7.Na verdade, não pode considerar-se desprovida de qualquer justificação, do
ponto de vista do legislador, a atribuição de competência aos tribunais
judiciais para conhecer das execuções instauradas pelo organismo pagador,
destinadas a efectivar as consequências do não cumprimento de contratos de
atribuição de ajudas celebrados ao abrigo do Regulamento (CEE) n.º 797/85, do
Conselho, de 12 de Março, e do Decreto‑Lei n.º 81/91, de 19 de Fevereiro, acções
em que apenas se exige o pagamento de determinada quantia em dinheiro.

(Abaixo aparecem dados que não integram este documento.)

//! Pipeline configuration module.
//!
//! Handles loading, validating, and merging `gallery-media.toml`. Stock
//! defaults are overridden by the user file, key by key.
//!
//! ## Config File Location
//!
//! Place `gallery-media.toml` in the directory passed as `--config-dir`
//! (defaults to the asset root):
//!
//! ```text
//! media/
//! ├── gallery-media.toml   # Overrides stock defaults
//! ├── original/
//! ├── pristine/
//! └── thumb/
//! ```
//!
//! ## Configuration Options
//!
//! ```toml
//! # All options are optional - defaults shown below
//!
//! [uploads]
//! allowed_mime_types = []   # Empty = allow all
//! allowed_extensions = []   # Empty = allow all
//! max_bytes = 0             # 0 = unlimited
//!
//! [thumbnails]
//! width = 300
//! height = 300
//!
//! [images]
//! quality = 90              # Encode quality (1-100)
//!
//! [video]
//! thumbnail_at = 1.0        # Seconds into the video
//! thumbnail_width = 320
//! # thumbnail_height = 180  # Omit to keep the video's aspect ratio
//! # ffmpeg_path = "/usr/bin/ffmpeg"
//!
//! [processing]
//! max_processes = 4         # Max parallel workers (omit for auto = CPU cores)
//! ```
//!
//! Unknown keys are rejected to catch typos early.

use serde::{Deserialize, Serialize};
use std::fs;
use std::path::{Path, PathBuf};
use thiserror::Error;

/// File name looked up inside the config directory.
pub const CONFIG_FILE_NAME: &str = "gallery-media.toml";

#[derive(Error, Debug)]
pub enum ConfigError {
    #[error("IO error: {0}")]
    Io(#[from] std::io::Error),
    #[error("TOML parse error: {0}")]
    Toml(#[from] toml::de::Error),
    #[error("TOML serialize error: {0}")]
    Serialize(#[from] toml::ser::Error),
    #[error("Config validation error: {0}")]
    Validation(String),
}

/// Pipeline configuration loaded from `gallery-media.toml`.
///
/// All fields have defaults. User config files need only specify the values
/// they want to override. Unknown keys are rejected.
#[derive(Debug, Clone, Default, PartialEq, Serialize, Deserialize)]
#[serde(default, deny_unknown_fields)]
pub struct MediaConfig {
    /// Upload allow-lists and size limit.
    pub uploads: UploadsConfig,
    /// Thumbnail size for raster uploads.
    pub thumbnails: ThumbnailsConfig,
    /// Encode settings for working copies and thumbnails.
    pub images: ImagesConfig,
    /// Keyframe extraction settings.
    pub video: VideoConfig,
    /// Parallel processing settings.
    pub processing: ProcessingConfig,
}

impl MediaConfig {
    /// Validate config values are within acceptable ranges.
    pub fn validate(&self) -> Result<(), ConfigError> {
        if !(1..=100).contains(&self.images.quality) {
            return Err(ConfigError::Validation(
                "images.quality must be 1-100".into(),
            ));
        }
        if self.thumbnails.width == 0 || self.thumbnails.height == 0 {
            return Err(ConfigError::Validation(
                "thumbnails.width and thumbnails.height must be non-zero".into(),
            ));
        }
        if self.video.thumbnail_width == 0 || self.video.thumbnail_height == Some(0) {
            return Err(ConfigError::Validation(
                "video thumbnail dimensions must be non-zero".into(),
            ));
        }
        if !self.video.thumbnail_at.is_finite() || self.video.thumbnail_at < 0.0 {
            return Err(ConfigError::Validation(
                "video.thumbnail_at must be a non-negative number of seconds".into(),
            ));
        }
        Ok(())
    }
}

/// Upload validation settings.
#[derive(Debug, Clone, Default, PartialEq, Serialize, Deserialize)]
#[serde(default, deny_unknown_fields)]
pub struct UploadsConfig {
    /// Accepted MIME types. Empty means no MIME restriction.
    pub allowed_mime_types: Vec<String>,
    /// Accepted file extensions, without the dot. Empty means no restriction.
    pub allowed_extensions: Vec<String>,
    /// Largest accepted upload in bytes. `0` disables the check.
    pub max_bytes: u64,
}

/// Thumbnail generation settings.
#[derive(Debug, Clone, PartialEq, Serialize, Deserialize)]
#[serde(default, deny_unknown_fields)]
pub struct ThumbnailsConfig {
    pub width: u32,
    pub height: u32,
}

impl Default for ThumbnailsConfig {
    fn default() -> Self {
        Self {
            width: 300,
            height: 300,
        }
    }
}

/// Image encode settings.
#[derive(Debug, Clone, PartialEq, Serialize, Deserialize)]
#[serde(default, deny_unknown_fields)]
pub struct ImagesConfig {
    /// Encode quality (1 = worst, 100 = best).
    pub quality: u32,
}

impl Default for ImagesConfig {
    fn default() -> Self {
        Self { quality: 90 }
    }
}

/// Video keyframe settings.
#[derive(Debug, Clone, PartialEq, Serialize, Deserialize)]
#[serde(default, deny_unknown_fields)]
pub struct VideoConfig {
    /// Seconds into the video to grab the keyframe from.
    pub thumbnail_at: f64,
    pub thumbnail_width: u32,
    /// When absent, height follows the video's aspect ratio.
    #[serde(skip_serializing_if = "Option::is_none")]
    pub thumbnail_height: Option<u32>,
    /// Probed before the built-in list of install locations.
    #[serde(skip_serializing_if = "Option::is_none")]
    pub ffmpeg_path: Option<PathBuf>,
}

impl Default for VideoConfig {
    fn default() -> Self {
        Self {
            thumbnail_at: 1.0,
            thumbnail_width: 320,
            thumbnail_height: None,
            ffmpeg_path: None,
        }
    }
}

/// Parallel processing settings.
#[derive(Debug, Clone, Default, PartialEq, Serialize, Deserialize)]
#[serde(default, deny_unknown_fields)]
pub struct ProcessingConfig {
    /// Maximum number of parallel thumbnail workers.
    /// When absent, defaults to the number of CPU cores.
    /// Values larger than the core count are clamped down.
    #[serde(skip_serializing_if = "Option::is_none")]
    pub max_processes: Option<usize>,
}

/// Resolve the effective thread count from config.
///
/// - `None` → use all available cores
/// - `Some(n)` → use `min(n, cores)` (user can constrain down, not up)
pub fn effective_threads(config: &ProcessingConfig) -> usize {
    let cores = std::thread::available_parallelism()
        .map(|n| n.get())
        .unwrap_or(1);
    config
        .max_processes
        .map(|n| n.clamp(1, cores))
        .unwrap_or(cores)
}

/// Returns the stock default config as a `toml::Value::Table`.
///
/// This is the base layer for merging user overrides on top.
pub fn stock_defaults_value() -> Result<toml::Value, ConfigError> {
    Ok(toml::Value::try_from(MediaConfig::default())?)
}

/// Recursively merge `overlay` on top of `base`.
///
/// - Tables are merged key-by-key (overlay keys override base keys).
/// - Non-table values in overlay replace base values entirely.
/// - Keys in base that are not in overlay are preserved.
pub fn merge_toml(base: toml::Value, overlay: toml::Value) -> toml::Value {
    match (base, overlay) {
        (toml::Value::Table(mut base_table), toml::Value::Table(overlay_table)) => {
            for (key, overlay_val) in overlay_table {
                let merged = match base_table.remove(&key) {
                    Some(base_val) => merge_toml(base_val, overlay_val),
                    None => overlay_val,
                };
                base_table.insert(key, merged);
            }
            toml::Value::Table(base_table)
        }
        (_, overlay) => overlay,
    }
}

/// Load `gallery-media.toml` from a directory as a raw TOML value.
///
/// Returns `Ok(None)` if the file does not exist.
/// Returns `Err` if the file exists but contains invalid TOML.
pub fn load_raw_config(dir: &Path) -> Result<Option<toml::Value>, ConfigError> {
    let config_path = dir.join(CONFIG_FILE_NAME);
    if !config_path.exists() {
        return Ok(None);
    }
    let content = fs::read_to_string(&config_path)?;
    let value: toml::Value = toml::from_str(&content)?;
    Ok(Some(value))
}

/// Merge an optional overlay onto a base value, then deserialize and validate.
pub fn resolve_config(
    base: toml::Value,
    overlay: Option<toml::Value>,
) -> Result<MediaConfig, ConfigError> {
    let merged = match overlay {
        Some(ov) => merge_toml(base, ov),
        None => base,
    };
    let config: MediaConfig = merged.try_into()?;
    config.validate()?;
    Ok(config)
}

/// Load config from `gallery-media.toml` in the given directory.
///
/// Merges user values on top of stock defaults, rejects unknown keys,
/// and validates the result.
pub fn load_config(dir: &Path) -> Result<MediaConfig, ConfigError> {
    let base = stock_defaults_value()?;
    let overlay = load_raw_config(dir)?;
    resolve_config(base, overlay)
}

/// Returns a fully-commented stock `gallery-media.toml`.
///
/// Used by the `gen-config` CLI command.
pub fn stock_config_toml() -> &'static str {
    r##"# Gallery Media Configuration
# ===========================
# All settings are optional. Remove or comment out any you don't need.
# Values shown below are the defaults.
#
# Unknown keys will cause an error.

# ---------------------------------------------------------------------------
# Upload validation
# ---------------------------------------------------------------------------
[uploads]
# An upload is accepted when EITHER its MIME type OR its extension is listed.
# An empty list places no restriction on that check.
allowed_mime_types = []
allowed_extensions = []

# Largest accepted upload in bytes. 0 = unlimited.
max_bytes = 0

# ---------------------------------------------------------------------------
# Thumbnails (cover-and-crop, always exactly this size)
# ---------------------------------------------------------------------------
[thumbnails]
width = 300
height = 300

# ---------------------------------------------------------------------------
# Encoding
# ---------------------------------------------------------------------------
[images]
# Quality for JPEG and WebP (1-100). PNG maps it to a compression level
# (100 = uncompressed, 10 = level 9). GIF ignores it.
quality = 90

# ---------------------------------------------------------------------------
# Video keyframes (requires ffmpeg; videos ingest without a thumbnail when
# it is missing)
# ---------------------------------------------------------------------------
[video]
# Seconds into the video. Requests past the end use the midpoint.
thumbnail_at = 1.0
thumbnail_width = 320
# Set to crop to an exact size; omit to keep the video's aspect ratio.
# thumbnail_height = 180
# Checked before the standard install locations.
# ffmpeg_path = "/usr/local/bin/ffmpeg"

# ---------------------------------------------------------------------------
# Parallel processing
# ---------------------------------------------------------------------------
[processing]
# Maximum parallel workers for rebuild-thumbs. Omit for auto (= CPU cores).
# Values above the core count are clamped down.
# max_processes = 4
"##
}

Não obstante tratar-se da regulamentação de matérias de interesse público, como
sejam a melhoria da eficácia das estruturas agrícolas nacionais, dir-se-á que,
pelo menos em matérias em que existe uma tradição jurídica – e cfr. os artigos:
10.º do Decreto-Lei n.º 187/86, de 14 de Julho; 18.º, n.º 5, do Decreto-Lei n.º
96/87, de 4 de Março; 14.º, n.º 2, do Decreto-Lei n.º 341-A/86, de 8 de Outubro;
54.º, n.º 2, do Decreto-Lei n.º 79‑A/87, de 18 de Fevereiro; 18.º, n.º 5, do
Decreto-Lei n.º 96/87, de 4 de Março; 12.º, n.º 4, do Decreto-Lei n.º 259-A/87,
de 26 de Junho; 16.º, n.º 3, do Decreto-Lei n.º 399/87, de 31 de Dezembro; 8.º,
n.º 4, do Decreto-Lei n.º 395/88, de 8 de Novembro; 9.º, n.º 5, do Decreto-Lei
n.º 459/88, de 14 de Dezembro; 9.º, n.º 5, do Decreto-Lei n.º 464/88, de 15 de
Dezembro; 11.º, n.º 7, do Decreto-Lei n.º 5/89, de 6 de Janeiro; 19.º, n.º 3, do
Decreto-Lei n.º 394/90, de 11 de Dezembro; 10.º, n.º 3, do Decreto-Lei n.º
443/91, de 16 de Novembro; 8.º, n.º 3, do Decreto-Lei n.º 31/94, de 5 de
Fevereiro; 10.º, n.º 3, do Decreto-Lei n.º 150/94, de 25 de Maio; 8.º, n.º 3, do
Decreto-Lei n.º 189/94, de 5 de Julho; e, mais recentemente, o artigo 16.º do
Decreto‑Lei n.º 163-A/2000, de 27 de Julho, o artigo 12.º do Decreto-Lei n.º
224/2000, de 9 de Setembro, e o artigo 19.º do Decreto-Lei n.º 8/2001, de 22 de
Janeiro – e onde, além disso, concorrem razões que têm a ver com uma mais fácil
e célere defesa dos direitos (ainda que, neste caso, de uma entidade pública
pagadora das ajudas), nada obsta se siga a solução legislativa de atribuir à
jurisdição comum competência para julgamento de questões que materialmente são
de direito administrativo.
Independentemente de um eventual paralelo com outras situações em que se atribui
competência aos tribunais judiciais para apreciação de questões administrativas,
que não mereceram censura de inconstitucionalidade por este Tribunal, o que é
certo é que as referidas possíveis justificações para a interpretação da norma –
e sem que caiba aqui apreciar se ela se revela como a melhor no plano
infra-constitucional –, e o seu limitado âmbito, permitem considerar que a
subtracção à jurisdição administrativa (e a correspondente atribuição aos
tribunais judiciais) da competência para execuções como a que está em questão
nos presentes autos não representa só por si um esvaziamento, ou sequer, uma
afectação do núcleo essencial de competências dessa jurisdição, que pudesse e
devesse (eventualmente) ter-se por desconforme com a Constituição – não sendo
nesse plano da distribuição de competências irrelevante a consideração da
lesividade do acto exequendo em razão das suas consequências para o património
do recorrente.
Por tudo isto se entende que não existe impedimento constitucional à atribuição
pontual e justificada da competência aos tribunais judiciais para a apreciação e
julgamento – enquanto órgão jurisdicional independente e imparcial – das
execuções instauradas pelo IFADAP, organismo pagador das ajudas, em virtude do
não cumprimento pelos particulares dos respectivos contratos de atribuição.»
Concluindo-se pela inexistência de inconstitucionalidade orgânica ou material no
n.º 2 do artigo 53.º daquele Decreto Lei n.º 81/91, de 19 de Fevereiro, teria,
pois, por estas razões, negado provimento ao presente recurso.